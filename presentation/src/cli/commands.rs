//! CLI command definitions

use clap::Parser;
use demeter_domain::OutputFormat;
use std::path::PathBuf;

/// CLI arguments for demeter
#[derive(Parser, Debug)]
#[command(name = "demeter")]
#[command(author, version, about = "Multilingual agricultural assistant")]
#[command(long_about = r#"
Demeter answers farming questions in your own language. Each question is
classified, routed to a specialist agent (crop, market, risk, pest or
finance) and the answer is translated back.

Configuration files are loaded from (in priority order):
1. DEMETER_* environment variables
2. --config <path>     Explicit config file
3. ./demeter.toml      Project-level config
4. ~/.config/demeter/config.toml   Global config

Example:
  demeter "What crop should I grow with pH 6.5 and 200mm rainfall?"
  demeter --context '{"area": 2}' "Which government schemes can I get?"
  demeter --chat
"#)]
pub struct Cli {
    /// The question to ask (not required in chat mode)
    pub query: Option<String>,

    /// Extra context as a JSON object, e.g. '{"location": "Nashik"}'
    #[arg(long, value_name = "JSON")]
    pub context: Option<String>,

    /// Read extra context from a JSON file
    #[arg(long, value_name = "PATH", conflicts_with = "context")]
    pub context_file: Option<PathBuf>,

    /// Output format: answer, full or json
    #[arg(short, long, value_name = "FORMAT")]
    pub output: Option<OutputFormat>,

    /// Start interactive chat mode
    #[arg(short, long)]
    pub chat: bool,

    /// Empty the translation and response caches, then exit unless a query is given
    #[arg(long)]
    pub clear_cache: bool,

    /// Verbosity level (-v = info, -vv = debug, -vvv = trace)
    #[arg(short, long, action = clap::ArgAction::Count)]
    pub verbose: u8,

    /// Suppress progress indicators
    #[arg(short, long)]
    pub quiet: bool,

    /// Path to configuration file
    #[arg(long, value_name = "PATH")]
    pub config: Option<PathBuf>,

    /// Disable loading of configuration files
    #[arg(long)]
    pub no_config: bool,

    /// Show configuration file locations and exit
    #[arg(long)]
    pub show_config: bool,
}
//! Infrastructure layer for demeter
//!
//! Adapters implementing the ports defined in the application layer:
//! layered configuration files, the JSON file store, language detectors,
//! translation backends, the reference agents and the transcript logger.

pub mod agents;
pub mod config;
pub mod language;
pub mod logging;
pub mod store;
pub mod translation;

// Re-export commonly used types
pub use agents::{
    CropAgent, FinanceAgent, MarketAgent, PestAgent, RiskAgent, default_registry,
};
pub use config::{
    ConfigLoader, ConfigValidationError, DetectionMethod, FileConfig, FileOutputConfig,
    FileOutputFormat, TranslationBackendKind,
};
pub use language::{BackendLanguageDetector, ScriptLanguageDetector};
pub use logging::JsonlConversationLogger;
pub use store::JsonFileStore;
#[cfg(feature = "remote-translation")]
pub use translation::LibreTranslateBackend;
pub use translation::OfflineBackend;
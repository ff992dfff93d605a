//! Keyword tables for confidence boosting, the keyword fallback and help detection.

use super::entities::Intent;

/// Keywords that corroborate a predicted intent when found in the lower-cased text.
pub fn boosters(intent: Intent) -> &'static [&'static str] {
    match intent {
        Intent::CropRecommendation => &["recommend", "suggest", "best", "suitable", "plant", "grow"],
        Intent::MarketYield => &["price", "market", "yield", "forecast", "predict", "profit"],
        Intent::RiskAssessment => &["risk", "danger", "threat", "weather", "climate", "drought"],
        Intent::PestDetection => &["pest", "bug", "disease", "identify", "what is this"],
        Intent::FinanceAgent => &["loan", "credit", "subsidy", "cost", "budget", "money"],
        Intent::General => &[],
    }
}

/// Weighted keyword groups used when the text model is unavailable.
#[derive(Debug, Clone, Copy)]
pub struct KeywordPattern {
    pub primary: &'static [&'static str],
    pub secondary: &'static [&'static str],
    pub context: &'static [&'static str],
}

impl KeywordPattern {
    pub const PRIMARY_WEIGHT: u32 = 3;
    pub const SECONDARY_WEIGHT: u32 = 2;
    pub const CONTEXT_WEIGHT: u32 = 1;

    /// Score obtained when every keyword of the pattern matches
    pub fn max_score(&self) -> u32 {
        self.primary.len() as u32 * Self::PRIMARY_WEIGHT
            + self.secondary.len() as u32 * Self::SECONDARY_WEIGHT
            + self.context.len() as u32 * Self::CONTEXT_WEIGHT
    }

    /// Weighted number of keywords found in `text` (expected lower-cased)
    pub fn score(&self, text: &str) -> u32 {
        let hits = |words: &[&str]| words.iter().filter(|w| text.contains(*w)).count() as u32;
        hits(self.primary) * Self::PRIMARY_WEIGHT
            + hits(self.secondary) * Self::SECONDARY_WEIGHT
            + hits(self.context) * Self::CONTEXT_WEIGHT
    }
}

/// Fallback keyword pattern for a classifiable intent.
pub fn fallback_pattern(intent: Intent) -> Option<KeywordPattern> {
    let pattern = match intent {
        Intent::CropRecommendation => KeywordPattern {
            primary: &["recommend", "suggest", "best crop", "what to plant", "which crop"],
            secondary: &["soil", "climate", "suitable", "grow", "plant", "farming"],
            context: &["ph", "nitrogen", "phosphorus", "potassium", "temperature"],
        },
        Intent::MarketYield => KeywordPattern {
            primary: &["price", "market", "yield", "forecast", "predict"],
            secondary: &["profit", "revenue", "cost", "sell", "buy", "trade"],
            context: &["ton", "quintal", "per acre", "per hectare", "rupees"],
        },
        Intent::RiskAssessment => KeywordPattern {
            primary: &["risk", "danger", "threat", "weather risk", "climate risk"],
            secondary: &["drought", "flood", "storm", "temperature", "rainfall"],
            context: &["probability", "chance", "likely", "forecast", "warning"],
        },
        Intent::PestDetection => KeywordPattern {
            primary: &["pest", "bug", "disease", "identify", "what is this"],
            secondary: &["insect", "fungal", "bacterial", "infection", "damage"],
            context: &["leaf", "plant", "crop", "treatment", "control"],
        },
        Intent::FinanceAgent => KeywordPattern {
            primary: &["loan", "credit", "subsidy", "scheme", "financial"],
            secondary: &["cost", "budget", "money", "investment", "insurance"],
            context: &["bank", "government", "interest", "emi", "premium"],
        },
        Intent::General => return None,
    };
    Some(pattern)
}

/// Phrases that, making up the whole request, ask what the assistant can do.
pub const HELP_REQUESTS: &[&str] = &[
    "help",
    "help me",
    "hi",
    "hello",
    "menu",
    "what can you do",
    "what do you do",
    "how do i use this",
    "how does this work",
    "how can you help",
    "how can you help me",
];

/// Words the General Query Handler treats as a request for the capability list.
pub const HELP_KEYWORDS: &[&str] = &["help", "what can you do", "how to use", "how do i use", "capabilities", "menu"];

/// Whether the whole (normalized) query is a bare help request.
pub fn is_help_request(text: &str) -> bool {
    let normalized: String = text
        .trim()
        .trim_end_matches(['?', '!', '.'])
        .split_whitespace()
        .collect::<Vec<_>>()
        .join(" ")
        .to_lowercase();
    HELP_REQUESTS.contains(&normalized.as_str())
}

/// Whether the text mentions any help keyword.
pub fn mentions_help(text: &str) -> bool {
    let lower = text.to_lowercase();
    HELP_KEYWORDS.iter().any(|k| lower.contains(k))
}

#[cfg(test)]
mod tests {
    use super::*;

    #[test]
    fn test_max_score() {
        let crop = fallback_pattern(Intent::CropRecommendation).unwrap();
        assert_eq!(crop.max_score(), 5 * 3 + 6 * 2 + 5);
        assert!(fallback_pattern(Intent::General).is_none());
    }

    #[test]
    fn test_score_counts_weighted_hits() {
        let finance = fallback_pattern(Intent::FinanceAgent).unwrap();
        // "loan" primary, "bank" and "interest" context
        assert_eq!(finance.score("bank loan interest rate"), 3 + 1 + 1);
        assert_eq!(finance.score("nothing relevant"), 0);
    }

    #[test]
    fn test_help_request() {
        assert!(is_help_request("help"));
        assert!(is_help_request("  What can you   do? "));
        assert!(!is_help_request("help me identify this pest"));
    }

    #[test]
    fn test_mentions_help() {
        assert!(mentions_help("Can you HELP with my farm"));
        assert!(!mentions_help("rice prices"));
    }
}
//! Translator: best-effort translation with a persistent cache.
//!
//! Every failure path (unsupported language, backend error, timeout) hands
//! back the original text. The outcome records what happened so the
//! orchestrator can report it.

use crate::ports::store::KeyValueStore;
use crate::ports::translation::{TranslationBackend, TranslationError};
use demeter_domain::LanguageCode;
use demeter_domain::util::preview;
use serde_json::Value;
use std::sync::Arc;
use std::time::Duration;
use tracing::{debug, warn};

/// How a translation was obtained
#[derive(Debug, Clone, PartialEq, Eq)]
pub enum TranslationStatus {
    /// Source equals target, or nothing to translate
    Identity,
    /// Served from the cache
    Cached,
    /// Fresh backend translation
    Translated,
    /// Target language is not supported; text left unchanged
    Unsupported,
    /// Backend failed; text left unchanged
    Failed(TranslationError),
}

/// Translated text and how it was obtained
#[derive(Debug, Clone, PartialEq, Eq)]
pub struct TranslationOutcome {
    pub text: String,
    pub status: TranslationStatus,
}

impl TranslationOutcome {
    fn unchanged(text: &str, status: TranslationStatus) -> Self {
        Self {
            text: text.to_string(),
            status,
        }
    }

    /// Whether translation was needed but did not happen
    pub fn is_degraded(&self) -> bool {
        matches!(
            self.status,
            TranslationStatus::Failed(_) | TranslationStatus::Unsupported
        )
    }
}

/// Cache key for one (source, target, text) triple
pub fn cache_key(source: &LanguageCode, target: &LanguageCode, text: &str) -> String {
    format!("{}:{}:{}", source, target, text)
}

pub struct Translator {
    backend: Arc<dyn TranslationBackend>,
    cache: Arc<dyn KeyValueStore>,
    working_language: LanguageCode,
    timeout: Duration,
}

impl Translator {
    pub fn new(backend: Arc<dyn TranslationBackend>, cache: Arc<dyn KeyValueStore>) -> Self {
        Self {
            backend,
            cache,
            working_language: LanguageCode::english(),
            timeout: Duration::from_secs(10),
        }
    }

    pub fn with_working_language(mut self, language: LanguageCode) -> Self {
        self.working_language = language;
        self
    }

    pub fn with_timeout(mut self, timeout: Duration) -> Self {
        self.timeout = timeout;
        self
    }

    pub fn working_language(&self) -> &LanguageCode {
        &self.working_language
    }

    /// Translate caller text into the working language
    pub async fn to_working_language(&self, text: &str, source: &LanguageCode) -> TranslationOutcome {
        let target = self.working_language.clone();
        self.translate(text, source, &target).await
    }

    /// Translate working-language text into the caller's language
    pub async fn from_working_language(
        &self,
        text: &str,
        target: &LanguageCode,
    ) -> TranslationOutcome {
        let source = self.working_language.clone();
        self.translate(text, &source, target).await
    }

    /// Translate `text` from `source` to `target`; never fails.
    pub async fn translate(
        &self,
        text: &str,
        source: &LanguageCode,
        target: &LanguageCode,
    ) -> TranslationOutcome {
        if source == target || text.trim().is_empty() {
            return TranslationOutcome::unchanged(text, TranslationStatus::Identity);
        }
        if !target.is_supported() || !source.is_supported() {
            warn!(
                source = %source,
                target = %target,
                "Unsupported translation pair, keeping original text"
            );
            return TranslationOutcome::unchanged(text, TranslationStatus::Unsupported);
        }

        let key = cache_key(source, target, text);
        match self.cache.read(&key) {
            Ok(Some(Value::String(cached))) => {
                debug!(source = %source, target = %target, "Translation cache hit");
                return TranslationOutcome {
                    text: cached,
                    status: TranslationStatus::Cached,
                };
            }
            Ok(_) => {}
            Err(e) => warn!("Translation cache read failed, treating as miss: {}", e),
        }

        let call = self.backend.translate(text, target, source);
        let result = match tokio::time::timeout(self.timeout, call).await {
            Ok(result) => result,
            Err(_) => Err(TranslationError::Timeout),
        };

        match result {
            Ok(translated) => {
                if let Err(e) = self.cache.write(&key, Value::String(translated.clone())) {
                    warn!("Translation cache write dropped: {}", e);
                }
                TranslationOutcome {
                    text: translated,
                    status: TranslationStatus::Translated,
                }
            }
            Err(e) => {
                warn!(
                    backend = self.backend.name(),
                    "Translation {} -> {} failed for '{}': {}",
                    source,
                    target,
                    preview(text, 60),
                    e
                );
                TranslationOutcome::unchanged(text, TranslationStatus::Failed(e))
            }
        }
    }

    /// Drop every cached translation
    pub fn clear_cache(&self) {
        if let Err(e) = self.cache.clear() {
            warn!("Failed to clear translation cache: {}", e);
        }
    }
}
//! Orchestration domain: pipeline stages.

pub mod stage;
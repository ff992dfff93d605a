//! Configuration file loader with multi-source merging

use super::file_config::FileConfig;
use figment::{
    Figment,
    providers::{Env, Format, Serialized, Toml},
};
use std::path::{Path, PathBuf};

const APP_DIR: &str = "demeter";
const PROJECT_FILES: [&str; 2] = ["demeter.toml", ".demeter.toml"];
const ENV_PREFIX: &str = "DEMETER_";

/// Configuration loader that handles file discovery and merging
pub struct ConfigLoader;

impl ConfigLoader {
    /// Load configuration from all sources with proper priority
    ///
    /// Priority (highest to lowest):
    /// 1. `DEMETER_*` environment variables (`__` separates sections)
    /// 2. Explicit config path (if provided)
    /// 3. Project root: `./demeter.toml` or `./.demeter.toml`
    /// 4. Global: `$XDG_CONFIG_HOME/demeter/config.toml`
    /// 5. Default values
    pub fn load(config_path: Option<&Path>) -> Result<FileConfig, Box<figment::Error>> {
        Self::figment(config_path).extract().map_err(Box::new)
    }

    /// Merged sources, without extracting
    pub fn figment(config_path: Option<&Path>) -> Figment {
        let mut figment = Figment::new().merge(Serialized::defaults(FileConfig::default()));

        if let Some(global_path) = Self::global_config_path()
            && global_path.exists()
        {
            figment = figment.merge(Toml::file(&global_path));
        }

        if let Some(project_path) = Self::project_config_path() {
            figment = figment.merge(Toml::file(&project_path));
        }

        if let Some(path) = config_path {
            figment = figment.merge(Toml::file(path));
        }

        figment.merge(Env::prefixed(ENV_PREFIX).split("__"))
    }

    /// Load only default configuration (for --no-config)
    pub fn load_defaults() -> FileConfig {
        FileConfig::default()
    }

    /// Get the global config file path
    pub fn global_config_path() -> Option<PathBuf> {
        dirs::config_dir().map(|d| d.join(APP_DIR).join("config.toml"))
    }

    /// Get the project-level config file path (if it exists)
    pub fn project_config_path() -> Option<PathBuf> {
        PROJECT_FILES
            .iter()
            .map(PathBuf::from)
            .find(|path| path.exists())
    }

    /// Directory for caches when no explicit path is configured
    pub fn data_dir() -> PathBuf {
        dirs::data_dir()
            .unwrap_or_else(std::env::temp_dir)
            .join(APP_DIR)
    }

    pub fn default_translation_cache_path() -> PathBuf {
        Self::data_dir().join("translation_cache.json")
    }

    pub fn default_query_cache_path() -> PathBuf {
        Self::data_dir().join("daily_cache.json")
    }

    /// Print the config file locations being used (for debugging)
    pub fn print_config_sources(config_path: Option<&Path>) {
        println!("Configuration sources (in priority order):");

        println!("  [ENV  ] Environment: {}*", ENV_PREFIX);

        if let Some(path) = config_path {
            let mark = if path.exists() { "FOUND" } else { "MISS " };
            println!("  [{}] Explicit: {}", mark, path.display());
        }

        if let Some(path) = Self::project_config_path() {
            println!("  [FOUND] Project: {}", path.display());
        } else {
            println!("  [     ] Project: ./demeter.toml or ./.demeter.toml");
        }

        if let Some(path) = Self::global_config_path() {
            if path.exists() {
                println!("  [FOUND] Global:  {}", path.display());
            } else {
                println!("  [     ] Global:  {}", path.display());
            }
        }

        println!("  [     ] Default: built-in defaults");
    }
}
------
Which of the lines above include the word "iter"? List those lines.

-- Task answer --
        let hits = |words: &[&str]| words.iter().filter(|w| text.contains(*w)).count() as u32;
    HELP_KEYWORDS.iter().any(|k| lower.contains(k))
            .iter()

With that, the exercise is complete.